• [Exercise goal] Please retype the material beneath this task exactly, starting with its first line and finishing with the line containing "detected, 0 or 1.".

• [Supplied entries]
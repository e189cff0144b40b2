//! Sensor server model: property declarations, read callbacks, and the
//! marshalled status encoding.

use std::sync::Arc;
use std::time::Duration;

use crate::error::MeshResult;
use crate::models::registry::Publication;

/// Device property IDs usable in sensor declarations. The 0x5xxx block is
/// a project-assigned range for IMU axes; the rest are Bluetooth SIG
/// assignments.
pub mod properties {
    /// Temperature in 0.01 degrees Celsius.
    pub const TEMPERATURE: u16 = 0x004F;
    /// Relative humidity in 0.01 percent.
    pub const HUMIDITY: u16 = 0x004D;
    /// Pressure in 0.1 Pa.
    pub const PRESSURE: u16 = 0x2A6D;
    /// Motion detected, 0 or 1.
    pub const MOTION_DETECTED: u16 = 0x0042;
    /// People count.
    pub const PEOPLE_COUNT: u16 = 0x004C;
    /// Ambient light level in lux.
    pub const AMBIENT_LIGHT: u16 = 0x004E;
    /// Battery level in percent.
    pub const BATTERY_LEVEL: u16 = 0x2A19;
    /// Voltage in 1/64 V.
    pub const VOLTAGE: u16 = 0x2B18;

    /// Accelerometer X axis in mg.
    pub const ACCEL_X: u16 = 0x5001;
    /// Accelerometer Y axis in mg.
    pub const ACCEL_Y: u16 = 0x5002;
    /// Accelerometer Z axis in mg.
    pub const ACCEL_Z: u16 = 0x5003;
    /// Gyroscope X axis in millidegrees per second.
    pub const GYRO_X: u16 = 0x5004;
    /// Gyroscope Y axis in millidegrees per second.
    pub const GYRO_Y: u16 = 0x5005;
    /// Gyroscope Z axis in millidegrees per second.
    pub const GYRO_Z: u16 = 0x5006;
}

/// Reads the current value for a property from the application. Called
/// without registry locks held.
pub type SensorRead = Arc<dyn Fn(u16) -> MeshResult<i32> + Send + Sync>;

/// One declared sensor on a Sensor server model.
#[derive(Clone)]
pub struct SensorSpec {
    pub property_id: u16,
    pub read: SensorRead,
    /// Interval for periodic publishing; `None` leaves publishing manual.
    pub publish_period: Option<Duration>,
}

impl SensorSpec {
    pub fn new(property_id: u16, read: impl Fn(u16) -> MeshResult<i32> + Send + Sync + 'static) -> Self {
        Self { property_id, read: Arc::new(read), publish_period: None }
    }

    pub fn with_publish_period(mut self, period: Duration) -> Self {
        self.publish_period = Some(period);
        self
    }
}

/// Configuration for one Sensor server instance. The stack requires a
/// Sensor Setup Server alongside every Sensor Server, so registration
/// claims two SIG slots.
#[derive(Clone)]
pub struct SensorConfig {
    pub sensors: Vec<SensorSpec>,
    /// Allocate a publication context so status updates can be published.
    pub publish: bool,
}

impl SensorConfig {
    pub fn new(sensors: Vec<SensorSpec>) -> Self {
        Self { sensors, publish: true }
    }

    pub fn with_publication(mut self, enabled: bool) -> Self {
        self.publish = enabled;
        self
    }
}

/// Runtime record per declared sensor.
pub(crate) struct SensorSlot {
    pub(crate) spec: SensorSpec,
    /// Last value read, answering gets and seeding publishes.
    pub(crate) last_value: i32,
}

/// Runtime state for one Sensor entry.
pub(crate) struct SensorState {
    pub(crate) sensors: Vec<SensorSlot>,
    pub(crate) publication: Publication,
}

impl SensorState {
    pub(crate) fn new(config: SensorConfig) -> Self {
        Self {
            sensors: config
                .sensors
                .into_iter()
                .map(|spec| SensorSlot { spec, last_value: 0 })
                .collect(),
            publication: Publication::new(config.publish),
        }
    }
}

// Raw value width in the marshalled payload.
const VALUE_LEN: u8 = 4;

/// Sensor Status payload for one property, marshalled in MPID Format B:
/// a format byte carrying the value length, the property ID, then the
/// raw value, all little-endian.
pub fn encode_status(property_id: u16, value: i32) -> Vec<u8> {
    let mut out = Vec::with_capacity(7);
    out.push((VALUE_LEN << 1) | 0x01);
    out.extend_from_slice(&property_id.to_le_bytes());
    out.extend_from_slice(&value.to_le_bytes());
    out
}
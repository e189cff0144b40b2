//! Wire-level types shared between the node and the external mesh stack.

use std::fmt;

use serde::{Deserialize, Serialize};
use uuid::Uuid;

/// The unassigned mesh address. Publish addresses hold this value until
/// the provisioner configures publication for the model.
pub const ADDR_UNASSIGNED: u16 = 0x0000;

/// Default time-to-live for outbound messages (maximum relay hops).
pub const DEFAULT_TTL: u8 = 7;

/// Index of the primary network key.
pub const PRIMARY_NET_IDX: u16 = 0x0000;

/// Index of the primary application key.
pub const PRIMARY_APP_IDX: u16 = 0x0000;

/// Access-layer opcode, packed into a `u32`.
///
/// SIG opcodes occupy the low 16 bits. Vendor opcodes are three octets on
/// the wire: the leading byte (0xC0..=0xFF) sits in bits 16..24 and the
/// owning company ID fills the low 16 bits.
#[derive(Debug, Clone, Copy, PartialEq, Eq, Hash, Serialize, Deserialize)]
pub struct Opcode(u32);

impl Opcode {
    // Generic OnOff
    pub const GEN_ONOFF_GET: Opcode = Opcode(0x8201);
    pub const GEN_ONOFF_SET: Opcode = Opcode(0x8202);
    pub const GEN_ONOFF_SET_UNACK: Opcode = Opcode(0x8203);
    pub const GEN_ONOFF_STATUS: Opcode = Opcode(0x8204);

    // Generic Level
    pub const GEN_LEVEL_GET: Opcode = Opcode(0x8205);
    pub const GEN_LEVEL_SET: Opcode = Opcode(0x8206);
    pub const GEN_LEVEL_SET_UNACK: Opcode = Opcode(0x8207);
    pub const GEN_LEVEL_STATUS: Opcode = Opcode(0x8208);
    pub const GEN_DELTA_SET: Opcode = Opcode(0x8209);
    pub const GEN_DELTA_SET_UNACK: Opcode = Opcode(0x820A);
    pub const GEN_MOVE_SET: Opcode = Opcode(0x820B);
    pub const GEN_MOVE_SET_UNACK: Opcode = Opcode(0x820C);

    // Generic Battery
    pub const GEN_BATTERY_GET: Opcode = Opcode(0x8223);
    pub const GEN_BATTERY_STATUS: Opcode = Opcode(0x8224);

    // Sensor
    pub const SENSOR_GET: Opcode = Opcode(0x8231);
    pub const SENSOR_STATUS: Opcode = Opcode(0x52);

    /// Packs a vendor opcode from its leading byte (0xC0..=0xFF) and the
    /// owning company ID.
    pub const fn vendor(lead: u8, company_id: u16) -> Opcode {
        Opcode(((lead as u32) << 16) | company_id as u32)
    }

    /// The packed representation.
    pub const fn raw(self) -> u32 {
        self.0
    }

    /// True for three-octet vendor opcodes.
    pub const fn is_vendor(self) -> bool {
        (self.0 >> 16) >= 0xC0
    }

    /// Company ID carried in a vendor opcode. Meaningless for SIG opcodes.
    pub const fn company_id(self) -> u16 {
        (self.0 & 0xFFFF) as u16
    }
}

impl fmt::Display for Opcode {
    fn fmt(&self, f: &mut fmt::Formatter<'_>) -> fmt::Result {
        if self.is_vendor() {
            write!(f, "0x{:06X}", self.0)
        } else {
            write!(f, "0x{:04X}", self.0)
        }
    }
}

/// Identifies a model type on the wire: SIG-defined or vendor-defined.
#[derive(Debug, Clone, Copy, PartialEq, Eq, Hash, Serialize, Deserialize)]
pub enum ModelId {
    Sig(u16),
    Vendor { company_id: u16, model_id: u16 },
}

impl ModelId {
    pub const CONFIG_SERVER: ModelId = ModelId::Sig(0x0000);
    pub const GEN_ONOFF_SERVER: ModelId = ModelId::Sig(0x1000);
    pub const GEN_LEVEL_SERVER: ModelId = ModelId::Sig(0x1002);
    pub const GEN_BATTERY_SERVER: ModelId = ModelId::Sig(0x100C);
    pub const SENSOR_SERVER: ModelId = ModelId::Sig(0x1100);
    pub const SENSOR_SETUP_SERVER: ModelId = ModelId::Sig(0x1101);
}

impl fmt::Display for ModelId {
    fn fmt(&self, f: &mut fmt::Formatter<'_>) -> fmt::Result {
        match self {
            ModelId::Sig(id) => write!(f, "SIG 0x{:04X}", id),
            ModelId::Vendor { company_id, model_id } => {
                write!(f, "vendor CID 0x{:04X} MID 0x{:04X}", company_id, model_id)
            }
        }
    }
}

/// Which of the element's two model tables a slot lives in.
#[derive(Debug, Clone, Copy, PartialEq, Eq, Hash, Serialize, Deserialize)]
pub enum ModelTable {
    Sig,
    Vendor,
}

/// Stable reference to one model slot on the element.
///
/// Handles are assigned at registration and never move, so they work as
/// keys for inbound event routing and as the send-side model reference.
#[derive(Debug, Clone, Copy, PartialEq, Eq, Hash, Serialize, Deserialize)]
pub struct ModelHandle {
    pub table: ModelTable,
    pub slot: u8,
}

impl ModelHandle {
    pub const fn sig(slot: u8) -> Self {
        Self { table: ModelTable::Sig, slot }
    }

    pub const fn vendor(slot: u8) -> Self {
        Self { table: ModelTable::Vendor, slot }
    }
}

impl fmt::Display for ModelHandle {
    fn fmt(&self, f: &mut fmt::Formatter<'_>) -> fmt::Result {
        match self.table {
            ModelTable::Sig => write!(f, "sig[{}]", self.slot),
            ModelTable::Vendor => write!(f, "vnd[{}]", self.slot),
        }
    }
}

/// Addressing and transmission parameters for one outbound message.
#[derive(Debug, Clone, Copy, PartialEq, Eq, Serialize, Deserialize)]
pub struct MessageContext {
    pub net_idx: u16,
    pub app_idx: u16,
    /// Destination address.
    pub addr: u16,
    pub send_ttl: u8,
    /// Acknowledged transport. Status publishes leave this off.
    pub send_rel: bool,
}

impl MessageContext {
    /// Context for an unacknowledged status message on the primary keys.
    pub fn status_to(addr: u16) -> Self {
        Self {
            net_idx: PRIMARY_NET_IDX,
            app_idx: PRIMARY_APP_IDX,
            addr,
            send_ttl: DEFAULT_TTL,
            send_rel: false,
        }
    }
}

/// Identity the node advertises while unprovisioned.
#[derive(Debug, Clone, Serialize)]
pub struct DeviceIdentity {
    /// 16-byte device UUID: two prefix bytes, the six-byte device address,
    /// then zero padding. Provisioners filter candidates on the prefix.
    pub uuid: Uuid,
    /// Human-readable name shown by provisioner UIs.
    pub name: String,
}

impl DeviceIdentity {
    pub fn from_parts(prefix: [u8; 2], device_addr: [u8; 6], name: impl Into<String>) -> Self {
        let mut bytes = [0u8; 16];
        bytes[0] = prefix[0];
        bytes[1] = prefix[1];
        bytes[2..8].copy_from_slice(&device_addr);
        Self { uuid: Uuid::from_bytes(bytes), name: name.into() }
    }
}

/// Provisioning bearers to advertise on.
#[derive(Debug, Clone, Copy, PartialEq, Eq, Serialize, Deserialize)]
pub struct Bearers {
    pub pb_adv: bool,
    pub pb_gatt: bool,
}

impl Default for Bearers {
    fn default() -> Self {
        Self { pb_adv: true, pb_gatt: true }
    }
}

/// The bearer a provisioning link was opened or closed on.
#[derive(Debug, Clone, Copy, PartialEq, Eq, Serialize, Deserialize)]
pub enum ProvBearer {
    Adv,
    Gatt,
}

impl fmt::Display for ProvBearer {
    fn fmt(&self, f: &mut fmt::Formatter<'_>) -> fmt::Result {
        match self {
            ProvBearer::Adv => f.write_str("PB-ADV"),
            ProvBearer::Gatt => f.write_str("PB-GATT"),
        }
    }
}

• [Written answer]
repository e189cff0144b40b2
//! Sensor server model: property declarations, read callbacks, and the
//! marshalled status encoding.

use std::sync::Arc;
use std::time::Duration;

use crate::error::MeshResult;
use crate::models::registry::Publication;

/// Device property IDs usable in sensor declarations. The 0x5xxx block is
/// a project-assigned range for IMU axes; the rest are Bluetooth SIG
/// assignments.
pub mod properties {
    /// Temperature in 0.01 degrees Celsius.
    pub const TEMPERATURE: u16 = 0x004F;
    /// Relative humidity in 0.01 percent.
    pub const HUMIDITY: u16 = 0x004D;
    /// Pressure in 0.1 Pa.
    pub const PRESSURE: u16 = 0x2A6D;
    /// Motion detected, 0 or 1.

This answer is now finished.